//! Minimal HTTP/1.1 server for integration tests.
//!
//! Serves canned responses keyed by request target (path + query). One
//! request per connection; unknown targets get 404.

use std::collections::HashMap;
use std::io::{Read, Write};
use std::net::TcpListener;
use std::sync::Arc;
use std::thread;

#[derive(Debug, Clone)]
pub struct Route {
    pub status: &'static str,
    pub content_type: &'static str,
    pub body: Vec<u8>,
    /// Sent as `Set-Cookie` when present.
    pub set_cookie: Option<&'static str>,
    /// When present, requests without this cookie pair get 403.
    pub require_cookie: Option<&'static str>,
    /// Overrides the announced `Content-Length` (to simulate truncation).
    pub announced_len: Option<usize>,
}

impl Route {
    pub fn ok(content_type: &'static str, body: impl Into<Vec<u8>>) -> Self {
        Self {
            status: "200 OK",
            content_type,
            body: body.into(),
            set_cookie: None,
            require_cookie: None,
            announced_len: None,
        }
    }

    pub fn status(status: &'static str) -> Self {
        Self {
            status,
            ..Self::ok("text/plain", status.as_bytes().to_vec())
        }
    }
}

/// Starts a server in a background thread. Returns the base URL without a
/// trailing slash (e.g. "http://127.0.0.1:12345"). Runs until the process exits.
pub fn start(routes: Vec<(&'static str, Route)>) -> String {
    let listener = TcpListener::bind("127.0.0.1:0").expect("bind");
    let port = listener.local_addr().unwrap().port();
    let routes: Arc<HashMap<&'static str, Route>> = Arc::new(routes.into_iter().collect());
    thread::spawn(move || {
        for stream in listener.incoming().flatten() {
            let routes = Arc::clone(&routes);
            thread::spawn(move || handle(stream, &routes));
        }
    });
    format!("http://127.0.0.1:{}", port)
}

fn handle(mut stream: std::net::TcpStream, routes: &HashMap<&'static str, Route>) {
    let _ = stream.set_read_timeout(Some(std::time::Duration::from_secs(2)));
    let _ = stream.set_write_timeout(Some(std::time::Duration::from_secs(2)));

    let mut raw = Vec::new();
    let mut buf = [0u8; 4096];
    while !raw.windows(4).any(|w| w == b"\r\n\r\n") {
        match stream.read(&mut buf) {
            Ok(0) | Err(_) => return,
            Ok(n) => raw.extend_from_slice(&buf[..n]),
        }
    }
    let request = String::from_utf8_lossy(&raw);
    let (target, cookie) = parse_request(&request);

    let fallback = Route::status("404 Not Found");
    let mut route = routes.get(target.as_str()).unwrap_or(&fallback);
    let forbidden = Route::status("403 Forbidden");
    if let Some(required) = route.require_cookie {
        if !cookie.split(';').any(|c| c.trim() == required) {
            route = &forbidden;
        }
    }

    let mut head = format!(
        "HTTP/1.1 {}\r\nContent-Type: {}\r\nContent-Length: {}\r\nConnection: close\r\n",
        route.status,
        route.content_type,
        route.announced_len.unwrap_or(route.body.len())
    );
    if let Some(c) = route.set_cookie {
        head.push_str(&format!("Set-Cookie: {}; Path=/\r\n", c));
    }
    head.push_str("\r\n");
    let _ = stream.write_all(head.as_bytes());
    let _ = stream.write_all(&route.body);
}

/// Returns (request target, Cookie header value).
fn parse_request(request: &str) -> (String, String) {
    let mut lines = request.lines();
    let target = lines
        .next()
        .and_then(|l| l.split_whitespace().nth(1))
        .unwrap_or("/")
        .to_string();
    let cookie = lines
        .take_while(|l| !l.trim().is_empty())
        .filter_map(|l| l.split_once(':'))
        .find(|(name, _)| name.trim().eq_ignore_ascii_case("cookie"))
        .map(|(_, v)| v.trim().to_string())
        .unwrap_or_default();
    (target, cookie)
}
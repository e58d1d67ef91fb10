//! Single-stream HTTP GET downloader.
//!
//! Resolves the shareable link, streams the body into `<dest>.part` and
//! renames it into place. Drive confirmation pages are followed once.

use crate::config::HttpConfig;
use crate::confirm_page;
use crate::error::FetchError;
use crate::share_link::{self, ResolvedLink};
use crate::storage::StorageWriter;
use anyhow::{Context, Result};
use std::fs;
use std::path::{Path, PathBuf};
use std::time::Duration;

/// Progress is logged every this many bytes.
const PROGRESS_STEP: u64 = 8 * 1024 * 1024;

/// libcurl knobs for the transfer.
#[derive(Debug, Clone)]
pub struct DownloadOptions {
    pub connect_timeout: Duration,
    /// None = no overall limit.
    pub timeout: Option<Duration>,
    pub user_agent: Option<String>,
}

impl Default for DownloadOptions {
    fn default() -> Self {
        Self::from(&HttpConfig::default())
    }
}

impl From<&HttpConfig> for DownloadOptions {
    fn from(http: &HttpConfig) -> Self {
        Self {
            connect_timeout: Duration::from_secs(http.connect_timeout_secs),
            timeout: (http.timeout_secs > 0).then(|| Duration::from_secs(http.timeout_secs)),
            user_agent: http.user_agent.clone(),
        }
    }
}

/// A file that is on disk at `path` (absolute).
#[derive(Debug, Clone, PartialEq, Eq)]
pub struct Downloaded {
    pub path: PathBuf,
    pub bytes: u64,
}

/// What the server said about the body we just stored.
#[derive(Debug)]
struct Response {
    content_type: Option<String>,
    effective_url: Option<String>,
}

impl Response {
    fn is_html(&self) -> bool {
        self.content_type
            .as_deref()
            .map(|ct| ct.trim_start().to_ascii_lowercase().starts_with("text/html"))
            .unwrap_or(false)
    }
}

/// Downloads the file behind the shareable link `link` to `dest`.
///
/// Parent directories are created; an existing file at `dest` is replaced.
/// Returns the canonical absolute path of the written file.
pub fn download(link: &str, dest: &Path, opts: &DownloadOptions) -> Result<Downloaded> {
    tracing::info!("resolving share link {}", link);
    let resolved = share_link::resolve(link)?;
    if let Some(id) = &resolved.drive_id {
        tracing::debug!(drive_id = %id, url = %resolved.url, "resolved Drive link");
    }
    download_resolved(&resolved, dest, opts)
}

/// Like [`download`] for a link that has already been resolved.
pub fn download_resolved(
    link: &ResolvedLink,
    dest: &Path,
    opts: &DownloadOptions,
) -> Result<Downloaded> {
    let mut easy = new_easy(opts)?;
    let mut url = link.url.clone();
    let mut followed_confirmation = false;

    tracing::info!("downloading to {}", dest.display());
    let bytes = loop {
        let mut storage = StorageWriter::create(dest)?;
        let response = fetch_into(&mut easy, &url, &mut storage)?;

        if link.is_drive() && response.is_html() {
            if followed_confirmation {
                return Err(FetchError::ConfirmationLoop.into());
            }
            let page_url = response.effective_url.unwrap_or_else(|| url.clone());
            let page = storage.read_back(confirm_page::MAX_PAGE_BYTES)?;
            url = confirm_page::confirmation_url(&String::from_utf8_lossy(&page), &page_url)?;
            tracing::info!("Drive asked for confirmation; following {}", url);
            followed_confirmation = true;
            continue;
        }

        break storage.finalize(dest)?;
    };

    if !dest.exists() {
        return Err(FetchError::MissingOutput(dest.to_path_buf()).into());
    }
    let path = fs::canonicalize(dest)
        .with_context(|| format!("failed to resolve absolute path of {}", dest.display()))?;
    tracing::info!("downloaded {} bytes to {}", bytes, path.display());
    Ok(Downloaded { path, bytes })
}

fn new_easy(opts: &DownloadOptions) -> Result<curl::easy::Easy> {
    let mut easy = curl::easy::Easy::new();
    easy.follow_location(true)?;
    easy.max_redirections(10)?;
    // Empty path turns on the in-memory cookie engine; Drive's confirmation
    // hop only works when its cookie is sent back.
    easy.cookie_file("")?;
    easy.connect_timeout(opts.connect_timeout)?;
    if let Some(timeout) = opts.timeout {
        easy.timeout(timeout)?;
    }
    easy.low_speed_limit(1024)?;
    easy.low_speed_time(Duration::from_secs(60))?;
    if let Some(ua) = &opts.user_agent {
        easy.useragent(ua)?;
    }
    Ok(easy)
}

/// GET `url`, streaming the body into `storage`. Fails on non-2xx and on a
/// body shorter or longer than the announced `Content-Length`.
fn fetch_into(
    easy: &mut curl::easy::Easy,
    url: &str,
    storage: &mut StorageWriter,
) -> Result<Response> {
    easy.url(url).context("invalid URL")?;

    let mut write_err: Option<std::io::Error> = None;
    let mut next_report = PROGRESS_STEP;
    let performed = {
        let mut transfer = easy.transfer();
        transfer.write_function(|data| match storage.write(data) {
            Ok(()) => {
                let written = storage.bytes_written();
                if written >= next_report {
                    tracing::debug!("received {} MiB", written / (1024 * 1024));
                    next_report = written + PROGRESS_STEP;
                }
                Ok(data.len())
            }
            Err(e) => {
                write_err = Some(e);
                Ok(0) // abort transfer
            }
        })?;
        transfer.perform()
    };

    if let Some(e) = write_err {
        return Err(anyhow::Error::new(e)
            .context(format!("failed to write {}", storage.temp_path().display())));
    }
    performed.with_context(|| format!("GET {} failed", url))?;

    let code = easy.response_code().context("no response code")?;
    if !(200..300).contains(&code) {
        return Err(FetchError::Http {
            url: url.to_string(),
            code,
        }
        .into());
    }

    let announced = easy.content_length_download()?;
    let received = storage.bytes_written();
    if announced >= 0.0 && announced as u64 != received {
        return Err(FetchError::PartialTransfer {
            expected: announced as u64,
            received,
        }
        .into());
    }

    Ok(Response {
        content_type: easy.content_type()?.map(str::to_string),
        effective_url: easy.effective_url()?.map(str::to_string),
    })
}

TASK TO COMPLETE = Go through the records and show every line with the string "absolute" in it.

TASK RESULT =
/// A file that is on disk at `path` (absolute).
/// Returns the canonical absolute path of the written file.
        .with_context(|| format!("failed to resolve absolute path of {}", dest.display()))?;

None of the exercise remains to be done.